Bacterial blooms gorged on oil from the Deepwater Horizon spill
It’s been one of the enduring mysteries of the massive 2010 Deepwater Horizon oil spill in the Gulf of Mexico: Where did all the goop go? Try the microbes in the deep sea with a taste for hydrocarbons, suggests a recent modeling study.
Millions of barrels of oil and cubic feet of natural gas poured from a hole in the seafloor during the 83-day battle to seal the well, a research team notes in the Proceedings of the National Academy of Sciences. Some of it ended up on beaches and in wetlands. But researchers also confirmed that the gusher was feeding explosive blooms of bacteria that eat oil and other hydrocarbons. Exactly how the spill influenced deep-ocean bacterial communities, however, has been unclear.
To clarify the waters, the researchers used information on Gulf water movements, bacterial growth, and oil properties to create a complex computer model of the spill. In particular, they looked at how 52 types of bacteria reacted to 26 types of hydrocarbons, and how shifts in currents and deep-sea water masses might have influenced events.

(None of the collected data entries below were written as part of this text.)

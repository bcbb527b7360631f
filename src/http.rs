//! HTTP surface of the room: the socket upgrade, the read-only canvas and
//! config endpoints, and static client assets.

use std::net::SocketAddr;
use std::sync::Arc;

use axum::extract::ws::WebSocketUpgrade;
use axum::extract::{ConnectInfo, Path, Request, State};
use axum::http::{header, HeaderMap, HeaderValue, Method, StatusCode};
use axum::middleware::{self, Next};
use axum::response::{IntoResponse, Json, Response};
use axum::routing::get;
use axum::Router;
use tower_http::services::ServeDir;

use crate::config::Config;
use crate::engine::EngineHandle;
use crate::session;

const SERVER_IDENT: &str = concat!("reichat-server/", env!("CARGO_PKG_VERSION"));

#[derive(Clone)]
pub struct AppState {
    pub engine: EngineHandle,
    pub config: Arc<Config>,
}

pub fn router(state: AppState) -> Router {
    let router = Router::new()
        .route("/socket", get(socket))
        .route("/config", get(get_config))
        .route("/canvas", get(get_canvas))
        .route("/layers/:n", get(get_layer));
    let router = match state.config.client_dir.as_deref() {
        Some(dir) if !dir.is_empty() => router.fallback_service(ServeDir::new(dir)),
        _ => router.fallback(|| async { StatusCode::NOT_FOUND }),
    };
    router
        .layer(middleware::from_fn(policy))
        .with_state(state)
}

/// Method policy plus the headers every response carries.
async fn policy(req: Request, next: Next) -> Response {
    let method = req.method().clone();
    let mut res = if method == Method::GET || method == Method::HEAD {
        next.run(req).await
    } else if method == Method::OPTIONS {
        let mut res = StatusCode::OK.into_response();
        res.headers_mut()
            .insert(header::ALLOW, HeaderValue::from_static("HEAD, GET, OPTIONS"));
        res
    } else {
        StatusCode::METHOD_NOT_ALLOWED.into_response()
    };
    let headers = res.headers_mut();
    headers.insert(header::CACHE_CONTROL, HeaderValue::from_static("no-cache"));
    headers.insert(header::PRAGMA, HeaderValue::from_static("no-cache"));
    headers.insert(
        header::X_CONTENT_TYPE_OPTIONS,
        HeaderValue::from_static("nosniff"),
    );
    headers.insert(header::SERVER, HeaderValue::from_static(SERVER_IDENT));
    headers.insert(header::ACCEPT_RANGES, HeaderValue::from_static("none"));
    res
}

async fn socket(
    State(state): State<AppState>,
    ws: WebSocketUpgrade,
    ConnectInfo(peer): ConnectInfo<SocketAddr>,
    headers: HeaderMap,
) -> Response {
    let remote = remote_addr(&state.config, &headers, peer);
    let engine = state.engine.clone();
    let config = state.config.clone();
    ws.on_upgrade(move |socket| session::serve(socket, engine, config, remote))
}

async fn get_config(State(state): State<AppState>) -> Response {
    Json(state.config.distributable()).into_response()
}

async fn get_canvas(State(state): State<AppState>) -> Response {
    match state.engine.flatten().await {
        Some(blob) => png_response(blob),
        None => StatusCode::INTERNAL_SERVER_ERROR.into_response(),
    }
}

async fn get_layer(State(state): State<AppState>, Path(n): Path<String>) -> Response {
    let n: usize = match n.parse() {
        Ok(n) => n,
        Err(_) => return StatusCode::NOT_FOUND.into_response(),
    };
    if n >= state.config.layer_count {
        return StatusCode::NOT_FOUND.into_response();
    }
    match state.engine.layer_snapshot(n).await {
        Some(blob) => png_response(blob),
        None => StatusCode::INTERNAL_SERVER_ERROR.into_response(),
    }
}

fn png_response(blob: Vec<u8>) -> Response {
    ([(header::CONTENT_TYPE, "image/png")], blob).into_response()
}

/// The address logged for a connection. `X-Forwarded-For` is trusted only
/// when `forwardedHeaderType` is `XFF`, and only its first hop counts.
fn remote_addr(config: &Config, headers: &HeaderMap, peer: SocketAddr) -> String {
    if config.trusts_forwarded_for() {
        let first = headers
            .get("x-forwarded-for")
            .and_then(|v| v.to_str().ok())
            .and_then(|v| v.split(',').next())
            .map(str::trim)
            .filter(|v| !v.is_empty());
        if let Some(first) = first {
            return first.to_string();
        }
    }
    peer.to_string()
}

It appears the oil sparked the massive growth of “native microbiota residing in water parcels that recirculated around the ruptured well,” the researchers report. Then, currents caused fresh “inoculations” of bacteria-laden water at the well site, helping keep the blooms going. Such “a dynamic autoinoculation effect may be of broad importance to deep ocean environments,” they note, and play a role in more natural habitats, such as hydrothermal vents and hydrocarbon seeps. ❧
Valentine, D.L. et al. 2012. Dynamic autoinoculation and the microbial ecology of a deep water hydrocarbon irruption. Proceedings of the National Academy of Sciences doi:10.1073/pnas.1108820109.